[GIVEN DATA — start]

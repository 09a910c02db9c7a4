//! Partner application form validation.
//!
//! Checks the required fields and the email shape, and reports the outcome
//! through the notification surface. Nothing is submitted anywhere; the
//! flow simulates the hand-off to a partnership team.

use serde::{Deserialize, Serialize};

use crate::notify::{Notifier, Severity};

const MSG_INVALID_EMAIL: &str = "Please enter a valid email address.";
const MSG_MISSING_FIELDS: &str = "Please fill in all required fields.";
const MSG_SUBMITTED: &str =
    "Thank you for your interest! Our partnership team will contact you within 24 hours.";

#[derive(Clone, Copy, Debug, PartialEq, Eq, Serialize, Deserialize)]
#[serde(rename_all = "camelCase")]
pub enum PartnerField {
    FirstName,
    LastName,
    Email,
    Phone,
    PartnershipType,
    LocationCity,
}

impl PartnerField {
    pub const ALL: [PartnerField; 6] = [
        PartnerField::FirstName,
        PartnerField::LastName,
        PartnerField::Email,
        PartnerField::Phone,
        PartnerField::PartnershipType,
        PartnerField::LocationCity,
    ];

    /// The form-control id this field maps to.
    pub fn control_id(&self) -> &'static str {
        match self {
            PartnerField::FirstName => "firstName",
            PartnerField::LastName => "lastName",
            PartnerField::Email => "email",
            PartnerField::Phone => "phone",
            PartnerField::PartnershipType => "partnershipType",
            PartnerField::LocationCity => "locationCity",
        }
    }
}

#[derive(Clone, Debug, Default, PartialEq, Serialize, Deserialize)]
#[serde(rename_all = "camelCase")]
pub struct PartnerApplication {
    pub first_name: String,
    pub last_name: String,
    pub email: String,
    pub phone: String,
    pub partnership_type: String,
    pub location_city: String,
}

/// Per-field validation outcome, so the shell can highlight the offending
/// controls individually.
#[derive(Clone, Debug, Default, PartialEq, Serialize, Deserialize)]
#[serde(rename_all = "camelCase")]
pub struct ValidationReport {
    pub missing: Vec<PartnerField>,
    pub invalid_email: bool,
}

impl ValidationReport {
    pub fn is_valid(&self) -> bool {
        self.missing.is_empty() && !self.invalid_email
    }
}

impl PartnerApplication {
    fn field_value(&self, field: PartnerField) -> &str {
        match field {
            PartnerField::FirstName => &self.first_name,
            PartnerField::LastName => &self.last_name,
            PartnerField::Email => &self.email,
            PartnerField::Phone => &self.phone,
            PartnerField::PartnershipType => &self.partnership_type,
            PartnerField::LocationCity => &self.location_city,
        }
    }

    pub fn validate(&self) -> ValidationReport {
        let missing: Vec<PartnerField> = PartnerField::ALL
            .into_iter()
            .filter(|field| self.field_value(*field).trim().is_empty())
            .collect();

        let email = self.email.trim();
        let invalid_email = !email.is_empty() && !is_valid_email(email);

        ValidationReport {
            missing,
            invalid_email,
        }
    }

    /// Validate and report the outcome. Returns whether the application was
    /// accepted; input stays editable either way.
    pub fn submit(&self, notifier: &mut dyn Notifier) -> bool {
        let report = self.validate();
        if report.invalid_email {
            notifier.notify(Severity::Error, MSG_INVALID_EMAIL);
            return false;
        }
        if !report.missing.is_empty() {
            notifier.notify(Severity::Error, MSG_MISSING_FIELDS);
            return false;
        }
        notifier.notify(Severity::Success, MSG_SUBMITTED);
        true
    }
}

/// Email shape check: non-empty local part and domain, exactly one `@`, no
/// whitespace, and a dot with non-empty parts in the domain.
pub fn is_valid_email(email: &str) -> bool {
    if email.chars().any(char::is_whitespace) {
        return false;
    }
    let mut parts = email.split('@');
    let (local, domain) = match (parts.next(), parts.next(), parts.next()) {
        (Some(local), Some(domain), None) => (local, domain),
        _ => return false,
    };
    if local.is_empty() {
        return false;
    }
    match domain.rsplit_once('.') {
        Some((host, tld)) => !host.is_empty() && !tld.is_empty(),
        None => false,
    }
}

[GIVEN DATA — finish]

→ WORK INSTRUCTIONS
Copy exactly the line containing "notifier.notify(Severity::Success, MSG_SUBMITTED);" and each line after it through the end of the records above.

→ RESULT OF THE TASK
        notifier.notify(Severity::Success, MSG_SUBMITTED);
        true
    }
}

/// Email shape check: non-empty local part and domain, exactly one `@`, no
/// whitespace, and a dot with non-empty parts in the domain.
pub fn is_valid_email(email: &str) -> bool {
    if email.chars().any(char::is_whitespace) {
        return false;
    }
    let mut parts = email.split('@');
    let (local, domain) = match (parts.next(), parts.next(), parts.next()) {
        (Some(local), Some(domain), None) => (local, domain),
        _ => return false,
    };
    if local.is_empty() {
        return false;
    }
    match domain.rsplit_once('.') {
        Some((host, tld)) => !host.is_empty() && !tld.is_empty(),
        None => false,
    }
}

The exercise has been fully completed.